Early 3d transition metals are not focal catalytic candidates for many chemical processes because they have strong affinities to O, N, C, or H, etc., which would hinder the conversion of those species to products. Metallic Mn, as a representative, undergoes nitridation under ammonia synthesis conditions forming bulk phase nitride and unfortunately exhibits negligible catalytic activity. Here we show that alkali or alkaline earth metal hydrides (i.e., LiH, NaH, KH, CaH₂ and BaH₂, AHs for short) promotes the catalytic activity of Mn nitride by orders of magnitude. The sequence of promotion is BaH₂ > LiH > KH > CaH₂ > NaH, which is different from the order observed in conventional oxide or hydroxide promoters.

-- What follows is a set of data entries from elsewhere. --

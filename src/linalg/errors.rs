//! linalg::errors — error type for the dense linear-algebra helpers.
//!
//! Purpose
//! -------
//! Provide a small error enum and result alias for the numeric transforms in
//! `linalg` (centering, symmetric inverse square roots, whitening). These
//! routines are stateless, so every failure is a property of the input matrix:
//! a shape that cannot be decomposed, a non-finite entry, or a numerical rank
//! deficiency detected during an eigen or QR step.
//!
//! Conventions
//! -----------
//! - Indices carried by variants are 0-based.
//! - Numerical degeneracy is always surfaced as an error instead of letting
//!   NaNs flow into downstream estimators.
//! - Higher-level subtrees wrap [`LinalgError`] in their own error types
//!   (`SirError::Numerical`, `TestError::Numerical`) via `From`.

pub type LinalgResult<T> = Result<T, LinalgError>;

/// LinalgError — failure modes of the dense linear-algebra helpers.
///
/// Variants
/// --------
/// - `EmptyMatrix`
///   The input has zero rows or zero columns.
/// - `NotSquare { rows, cols }`
///   A symmetric routine received a non-square matrix.
/// - `NonFinite { row, col, value }`
///   An entry is NaN or ±∞.
/// - `TooFewRows { rows, cols }`
///   Whitening needs at least as many observations as variables.
/// - `RankDeficient { index, eigenvalue }`
///   A symmetric matrix that must be positive definite has a non-positive
///   (or numerically zero) eigenvalue.
/// - `SingularFactor { index, value }`
///   The triangular QR factor has a numerically zero diagonal entry.
/// - `ShapeMismatch { expected, found }`
///   Two operands have incompatible shapes.
#[derive(Debug, Clone, PartialEq)]
pub enum LinalgError {
    // ---- Shape ----
    EmptyMatrix,
    NotSquare { rows: usize, cols: usize },
    TooFewRows { rows: usize, cols: usize },
    ShapeMismatch { expected: (usize, usize), found: (usize, usize) },

    // ---- Values ----
    NonFinite { row: usize, col: usize, value: f64 },

    // ---- Numerical rank ----
    RankDeficient { index: usize, eigenvalue: f64 },
    SingularFactor { index: usize, value: f64 },
}

impl std::error::Error for LinalgError {}

impl std::fmt::Display for LinalgError {
    fn fmt(&self, f: &mut std::fmt::Formatter<'_>) -> std::fmt::Result {
        match self {
            // ---- Shape ----
            LinalgError::EmptyMatrix => write!(f, "Linalg Error: matrix has no rows or no columns"),
            LinalgError::NotSquare { rows, cols } => {
                write!(f, "Linalg Error: expected a square matrix, got {rows}×{cols}")
            }
            LinalgError::TooFewRows { rows, cols } => write!(
                f,
                "Linalg Error: {rows} rows cannot whiten {cols} columns (need rows ≥ columns)"
            ),
            LinalgError::ShapeMismatch { expected, found } => write!(
                f,
                "Linalg Error: shape mismatch, expected {}×{}, found {}×{}",
                expected.0, expected.1, found.0, found.1
            ),

            // ---- Values ----
            LinalgError::NonFinite { row, col, value } => {
                write!(f, "Linalg Error: non-finite entry {value} at ({row}, {col})")
            }

            // ---- Numerical rank ----
            LinalgError::RankDeficient { index, eigenvalue } => write!(
                f,
                "Linalg Error: matrix is numerically rank deficient (eigenvalue {index} = \
                 {eigenvalue})"
            ),
            LinalgError::SingularFactor { index, value } => write!(
                f,
                "Linalg Error: triangular factor is singular (diagonal {index} = {value})"
            ),
        }
    }
}
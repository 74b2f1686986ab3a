//! linalg — stateless dense linear algebra for dimension reduction.
//!
//! Purpose
//! -------
//! Collect the numeric primitives that the SIR estimator and its tests build
//! on: column centering, whitening, symmetric inverse square roots, sorted
//! symmetric eigendecompositions, and orthonormal bases. All routines are
//! free functions over immutable `ndarray` views; decompositions are delegated
//! to `nalgebra` through the [`bridge`] module.
//!
//! Key behaviors
//! -------------
//! - [`center`] and [`whiten`] turn raw predictors into data with identity
//!   sample covariance, under either [`Whitening`] policy.
//! - [`sym_inv_sqrt`] provides `S^{-1/2}` and reports rank deficiency through
//!   [`LinalgError::RankDeficient`] instead of returning NaNs.
//! - [`descending_eigen`] fixes the eigen ordering contract (largest first)
//!   that the estimator and the dimension test rely on.
//!
//! Conventions
//! -----------
//! - Observations in rows, variables in columns.
//! - Covariances are normalized by `1/n`.
//! - This module never logs and holds no global state.

pub mod bridge;
pub mod errors;
pub mod transforms;

// ---- Re-exports (primary public surface) ----------------------------------

pub use self::bridge::{descending_eigen, to_array2, to_dmatrix};
pub use self::errors::{LinalgError, LinalgResult};
pub use self::transforms::{
    RANK_TOL, Whitened, Whitening, center, orthogonal_complement, orthonormalize, sym_inv_sqrt,
    whiten,
};

// ---- Optional convenience prelude for downstream crates -------------------

pub mod prelude {
    pub use super::errors::{LinalgError, LinalgResult};
    pub use super::transforms::{Whitened, Whitening, center, sym_inv_sqrt, whiten};
}
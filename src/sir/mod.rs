//! sir — sliced inverse regression.
//!
//! Purpose
//! -------
//! Estimate the effective dimension reduction (EDR) subspace of a regression
//! of a scalar response on a multivariate predictor. The pipeline is
//! validation → centering and whitening → slicing the sorted response →
//! slice means → kernel matrix → eigendecomposition → directions mapped back
//! to the original coordinates.
//!
//! Key behaviors
//! -------------
//! - [`SirData`] is the immutable preprocessing result; [`SirFit`] is a pure
//!   function of it plus a direction count. [`SlicedInverseRegression`] owns
//!   both and is the usual entry point.
//! - [`slicer`] never splits a group of tied responses across slices.
//! - Requesting more directions than predictors is clamped and reported as a
//!   [`FitDiagnostic`].
//!
//! Conventions
//! -----------
//! - Observations in rows, variables in columns; the response is sorted
//!   ascending by the caller with `X` permuted to match.
//! - Slice boundaries are 0-based and half-open: slice `s` is
//!   `bd[s]..bd[s + 1]`.
//!
//! Testing notes
//! -------------
//! - Each module carries unit tests; `tests/integration_sir_pipeline.rs`
//!   exercises the full pipeline on simulated single-index data.

pub mod data;
pub mod errors;
pub mod fit;
pub mod model;
pub mod options;
pub mod slice_means;
pub mod slicing;
pub mod validation;

// ---- Re-exports (primary public surface) ----------------------------------

pub use self::data::SirData;
pub use self::errors::{SirError, SirResult};
pub use self::fit::{FitDiagnostic, SirFit};
pub use self::model::SlicedInverseRegression;
pub use self::options::{SirOptions, default_ndir, default_nslice};
pub use self::slice_means::slice_means;
pub use self::slicing::{
    bucket_distinct_values, locate_distinct_boundaries, slice_assignments, slice_weights, slicer,
};

// ---- Optional convenience prelude for downstream crates -------------------

pub mod prelude {
    pub use super::errors::{SirError, SirResult};
    pub use super::model::SlicedInverseRegression;
    pub use super::options::SirOptions;
}
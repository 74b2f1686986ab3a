//! statistical_tests::errors — error types for the SIR inferential procedures.
//!
//! Purpose
//! -------
//! Provide the error enum and result alias shared by the dimension test, the
//! coordinate test, the method selectors, and the χ² mixture approximations.
//!
//! Key behaviors
//! -------------
//! - Define [`TestError`] and [`TestResult`] as the canonical error and result
//!   types for the `statistical_tests` subtree.
//! - Wrap [`LinalgError`] through `From` so numerical failures inside the
//!   coordinate test (orthonormalizing a hypothesis, inverse square roots,
//!   eigendecompositions) propagate with `?`.
//!
//! Conventions
//! -----------
//! - Unsupported method selectors are fatal and reported when a selector is
//!   parsed, before any computation runs.
//! - Failures reported by `statrs` distribution constructors are carried as
//!   their message in [`TestError::Distribution`].
//!
//! Testing notes
//! -------------
//! - Unit tests check that `Display` messages embed their payloads and that
//!   `source()` exposes wrapped linear-algebra errors.
use crate::linalg::LinalgError;

pub type TestResult<T> = Result<T, TestError>;

/// TestError — failure conditions for dimension and coordinate tests.
///
/// Variants
/// --------
/// - `UnsupportedMethod { name, reason }`
///   The inferential method selector is unknown or not implemented.
/// - `UnsupportedPValueMethod { name }`
///   The χ² mixture approximation selector is unknown.
/// - `NoTestableDimension { p, nslice }`
///   No candidate dimension has positive degrees of freedom
///   (needs `p ≥ 1` and `nslice ≥ 2`).
/// - `HypothesisShape { expected_rows, found_rows }`
///   The hypothesis matrix does not have one row per predictor.
/// - `EmptyHypothesis`
///   The hypothesis matrix has no columns.
/// - `WeightMismatch { slice, stored, recomputed }`
///   Slice weights recomputed from the boundaries disagree with the stored
///   occupancy fractions.
/// - `Distribution(String)`
///   A `statrs` distribution could not be constructed.
/// - `IntegrationBudget { required, limit }`
///   The Imhof integral needs more quadrature steps than allowed.
/// - `Numerical(LinalgError)`
///   Failure inside a decomposition or inverse square root.
#[derive(Debug, Clone, PartialEq)]
pub enum TestError {
    // ---- Selectors ----
    UnsupportedMethod { name: String, reason: String },
    UnsupportedPValueMethod { name: String },

    // ---- Input validation ----
    NoTestableDimension { p: usize, nslice: usize },
    HypothesisShape { expected_rows: usize, found_rows: usize },
    EmptyHypothesis,
    WeightMismatch { slice: usize, stored: f64, recomputed: f64 },

    // ---- Numerical ----
    Distribution(String),
    IntegrationBudget { required: usize, limit: usize },
    Numerical(LinalgError),
}

impl From<LinalgError> for TestError {
    fn from(err: LinalgError) -> Self {
        TestError::Numerical(err)
    }
}

impl std::error::Error for TestError {
    fn source(&self) -> Option<&(dyn std::error::Error + 'static)> {
        match self {
            TestError::Numerical(err) => Some(err),
            _ => None,
        }
    }
}

impl std::fmt::Display for TestError {
    fn fmt(&self, f: &mut std::fmt::Formatter<'_>) -> std::fmt::Result {
        match self {
            // ---- Selectors ----
            TestError::UnsupportedMethod { name, reason } => {
                write!(f, "Test Error: unsupported method '{name}': {reason}")
            }
            TestError::UnsupportedPValueMethod { name } => write!(
                f,
                "Test Error: unsupported p-value method '{name}'; expected 'satterthwaite' or \
                 'imhof'"
            ),

            // ---- Input validation ----
            TestError::NoTestableDimension { p, nslice } => write!(
                f,
                "Test Error: no testable dimension with {p} predictors and {nslice} slices \
                 (need p ≥ 1 and at least 2 slices)"
            ),
            TestError::HypothesisShape { expected_rows, found_rows } => write!(
                f,
                "Test Error: hypothesis has {found_rows} rows but the model has \
                 {expected_rows} predictors"
            ),
            TestError::EmptyHypothesis => {
                write!(f, "Test Error: hypothesis matrix has no columns")
            }
            TestError::WeightMismatch { slice, stored, recomputed } => write!(
                f,
                "Test Error: slice {slice} weight {stored} disagrees with {recomputed} \
                 recomputed from the boundaries"
            ),

            // ---- Numerical ----
            TestError::Distribution(msg) => write!(f, "Test Error: distribution error: {msg}"),
            TestError::IntegrationBudget { required, limit } => write!(
                f,
                "Test Error: Imhof integration needs {required} steps, above the limit of \
                 {limit}; use the Satterthwaite p-value method"
            ),
            TestError::Numerical(err) => write!(f, "Test Error: {err}"),
        }
    }
}
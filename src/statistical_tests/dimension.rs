//! statistical_tests::dimension — sequential χ² tests for the SIR dimension.
//!
//! Purpose
//! -------
//! Decide how many leading SIR directions carry information. For each
//! candidate `k = 0, …, maxdim` the null hypothesis is that only the top `k`
//! eigenvalues of the kernel matrix are non-null.
//!
//! Key behaviors
//! -------------
//! - Statistic `Λₖ = n · Σ_{j ≥ k} λⱼ` (sum of the `p − k` smallest
//!   eigenvalues), computed as one reverse cumulative sum.
//! - Degrees of freedom `(p − k)(h − k − 1)`; upper-tail χ² p-values via
//!   `statrs`.
//! - `maxdim` defaults to and is clamped at `min(p − 1, h − 2)`, the largest
//!   `k` with positive degrees of freedom.
//!
//! Invariants & assumptions
//! ------------------------
//! - Eigenvalues are sorted in decreasing order and non-negative, as produced
//!   by `sir::fit::SirFit`.
//! - Every returned degree of freedom is strictly positive.
use crate::sir::{data::SirData, fit::SirFit};
use crate::statistical_tests::{
    errors::{TestError, TestResult},
    method::TestMethod,
    mixture::chi_square_sf,
};
use ndarray::Array1;

/// DimensionTest — statistics for candidate dimensions `k = 0..=maxdim`.
///
/// Fields
/// ------
/// - `stats`: `Array1<f64>` — `Λₖ` per candidate.
/// - `dfs`: `Vec<usize>` — degrees of freedom per candidate.
/// - `p_values`: `Array1<f64>` — `P(χ²_{dfₖ} > Λₖ)`.
/// - `method`: [`TestMethod`] used.
#[derive(Debug, Clone, PartialEq)]
pub struct DimensionTest {
    pub stats: Array1<f64>,
    pub dfs: Vec<usize>,
    pub p_values: Array1<f64>,
    pub method: TestMethod,
}

impl DimensionTest {
    /// Run the dimension test on a fitted model.
    ///
    /// Parameters
    /// ----------
    /// - `data`, `fit`: the preprocessed input and the fit computed from it.
    /// - `maxdim`: `Option<usize>`
    ///   Largest candidate dimension; `None` uses `min(p − 1, h − 2)`.
    /// - `method`: [`TestMethod`]
    ///
    /// Errors
    /// ------
    /// - `TestError::NoTestableDimension` when `p < 1` or `h < 2`.
    pub fn from_fit(
        data: &SirData, fit: &SirFit, maxdim: Option<usize>, method: TestMethod,
    ) -> TestResult<Self> {
        Self::from_eigenvalues(fit.eigs(), data.nobs(), data.nslice(), maxdim, method)
    }

    /// Run the dimension test from decreasing eigenvalues, the sample size,
    /// and the realized slice count.
    pub fn from_eigenvalues(
        eigs: &Array1<f64>, nobs: usize, nslice: usize, maxdim: Option<usize>,
        method: TestMethod,
    ) -> TestResult<Self> {
        let p = eigs.len();
        let bound = max_testable_dimension(p, nslice)?;
        let maxdim = match maxdim {
            Some(requested) if requested > bound => {
                log::debug!("dimension test maxdim {requested} clamped to {bound}");
                bound
            }
            Some(requested) => requested,
            None => bound,
        };

        match method {
            TestMethod::ChiSquare => {
                let mut tail_sums = vec![0.0; p];
                let mut running = 0.0;
                for j in (0..p).rev() {
                    running += eigs[j];
                    tail_sums[j] = running;
                }

                let n = nobs as f64;
                let stats: Array1<f64> = (0..=maxdim).map(|k| n * tail_sums[k]).collect();
                let dfs: Vec<usize> = (0..=maxdim).map(|k| (p - k) * (nslice - k - 1)).collect();
                let p_values = stats
                    .iter()
                    .zip(&dfs)
                    .map(|(&stat, &df)| chi_square_sf(stat, df as f64))
                    .collect::<TestResult<Array1<f64>>>()?;
                Ok(DimensionTest { stats, dfs, p_values, method })
            }
        }
    }

    /// Smallest `k` whose null is not rejected at `level`, if any.
    pub fn estimated_dimension(&self, level: f64) -> Option<usize> {
        self.p_values.iter().position(|&pv| pv > level)
    }
}

/// Largest candidate `k` with positive degrees of freedom: `min(p − 1, h − 2)`.
pub fn max_testable_dimension(p: usize, nslice: usize) -> TestResult<usize> {
    if p < 1 || nslice < 2 {
        return Err(TestError::NoTestableDimension { p, nslice });
    }
    Ok((p - 1).min(nslice - 2))
}

#[cfg(test)]
mod tests {
    use super::*;
    use approx::assert_abs_diff_eq;
    use ndarray::array;

    // -------------------------------------------------------------------------
    // Scope
    // -----
    // These tests cover:
    // - Statistics and degrees of freedom on hand-computable eigenvalues.
    // - Clamping of `maxdim` and the default bound.
    // - The single-predictor case and the no-testable-dimension error.
    // -------------------------------------------------------------------------

    #[test]
    // Purpose
    // -------
    // Verify statistics, degrees of freedom, and p-values.
    //
    // Given
    // -----
    // - eigs = [0.5, 0.1, 0.01], n = 100, h = 5, default maxdim.
    //
    // Expect
    // ------
    // - maxdim = min(2, 3) = 2; stats [61, 11, 1]; dfs [12, 6, 2].
    // - p-values are χ² upper tails and increase along k here.
    fn dimension_test_matches_hand_computation() {
        // Arrange
        let eigs = array![0.5, 0.1, 0.01];

        // Act
        let test = DimensionTest::from_eigenvalues(&eigs, 100, 5, None, TestMethod::ChiSquare)
            .unwrap();

        // Assert
        assert_eq!(test.dfs, vec![12, 6, 2]);
        for (got, want) in test.stats.iter().zip([61.0, 11.0, 1.0]) {
            assert_abs_diff_eq!(*got, want, epsilon = 1e-10);
        }
        assert_abs_diff_eq!(test.p_values[2], (-0.5_f64).exp(), epsilon = 1e-10);
        assert!(test.p_values[0] < 1e-6);
        assert!(test.p_values[0] < test.p_values[1] && test.p_values[1] < test.p_values[2]);
        assert_eq!(test.estimated_dimension(0.05), Some(1));
    }

    #[test]
    // Purpose
    // -------
    // Ensure `maxdim` is clamped and small designs are handled.
    //
    // Given
    // -----
    // - eigs of length 3 with maxdim = 10 and h = 5.
    // - eigs of length 3 with h = 2; eigs of length 1 with h = 4.
    // - h = 1.
    //
    // Expect
    // ------
    // - Three candidates after clamping; one candidate with df 3 in both
    //   small cases; `NoTestableDimension` for h = 1.
    fn dimension_test_clamps_maxdim_and_rejects_degenerate_designs() {
        // Arrange
        let eigs = array![0.5, 0.1, 0.01];

        // Act
        let clamped =
            DimensionTest::from_eigenvalues(&eigs, 50, 5, Some(10), TestMethod::ChiSquare).unwrap();
        let two_slices =
            DimensionTest::from_eigenvalues(&eigs, 50, 2, None, TestMethod::ChiSquare).unwrap();
        let single =
            DimensionTest::from_eigenvalues(&array![0.9], 8, 4, None, TestMethod::ChiSquare)
                .unwrap();
        let degenerate = DimensionTest::from_eigenvalues(&eigs, 50, 1, None, TestMethod::ChiSquare);

        // Assert
        assert_eq!(clamped.stats.len(), 3);
        assert_eq!(two_slices.dfs, vec![3]);
        assert_eq!(single.dfs, vec![3]);
        assert_abs_diff_eq!(single.stats[0], 7.2, epsilon = 1e-12);
        assert_eq!(degenerate, Err(TestError::NoTestableDimension { p: 3, nslice: 1 }));
        assert!(clamped.dfs.iter().all(|&df| df > 0));
    }
}
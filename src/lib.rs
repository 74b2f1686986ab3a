//! rust_sdr — sufficient dimension reduction by sliced inverse regression.
//!
//! Purpose
//! -------
//! Estimate the effective dimension reduction (EDR) subspace of a regression
//! problem: given a scalar response `y` and predictors `X` (`n×p`), find a
//! few linear combinations of the predictors that carry the dependence of
//! `y` on `X`, and test how many there are and which coordinates they use.
//!
//! Key behaviors
//! -------------
//! - [`linalg`]: stateless centering, whitening, symmetric inverse square
//!   roots, and sorted eigendecompositions over `ndarray`, backed by
//!   `nalgebra`.
//! - [`sir`]: slicing with tie handling, slice means, the SIR kernel matrix,
//!   and EDR directions in original coordinates.
//! - [`statistical_tests`]: the χ² dimension test and the marginal coordinate
//!   test with weighted χ² mixture tails.
//!
//! Conventions
//! -----------
//! - Observations in rows, variables in columns; the response must be sorted
//!   ascending with the rows of `X` permuted to match.
//! - Each subtree owns its error enum (`LinalgError`, `SirError`,
//!   `TestError`) and result alias.
//! - Diagnostics go through the `log` facade; the crate never installs a
//!   logger.
//!
//! Downstream usage
//! ----------------
//! ```rust
//! # use ndarray::Array2;
//! use rust_sdr::sir::prelude::*;
//! use rust_sdr::statistical_tests::prelude::*;
//!
//! let n = 60;
//! let x = Array2::from_shape_fn((n, 2), |(i, j)| ((i * (j + 3)) as f64 * 0.37).sin());
//! let mut rows: Vec<usize> = (0..n).collect();
//! rows.sort_by(|&a, &b| x[[a, 0]].total_cmp(&x[[b, 0]]));
//! let y: Vec<f64> = rows.iter().map(|&i| x[[i, 0]]).collect();
//! let xs = Array2::from_shape_fn((n, 2), |(i, j)| x[[rows[i], j]]);
//!
//! let model = SlicedInverseRegression::fit(xs.view(), &y, &SirOptions::default())?;
//! let dims = model.dimension_test(None, TestMethod::ChiSquare)?;
//! assert_eq!(dims.stats.len(), dims.dfs.len());
//! # Ok::<(), Box<dyn std::error::Error>>(())
//! ```

pub mod linalg;
pub mod sir;
pub mod statistical_tests;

AHs, featured by bearing negatively charged hydrogen atoms, have chemical potentials in removing N from Mn nitride and thus lead to significant enhancement of N₂ activation and subsequent conversion to NH₃. Detailed investigations on Mn-LiH catalytic system disclosed that the active phase and kinetic behavior depend strongly on reaction conditions. Based on the understanding of the synergy between AHs and Mn nitride, a strategy in the design and development of early transition metals as effective catalysts for ammonia synthesis and other chemical processes is proposed.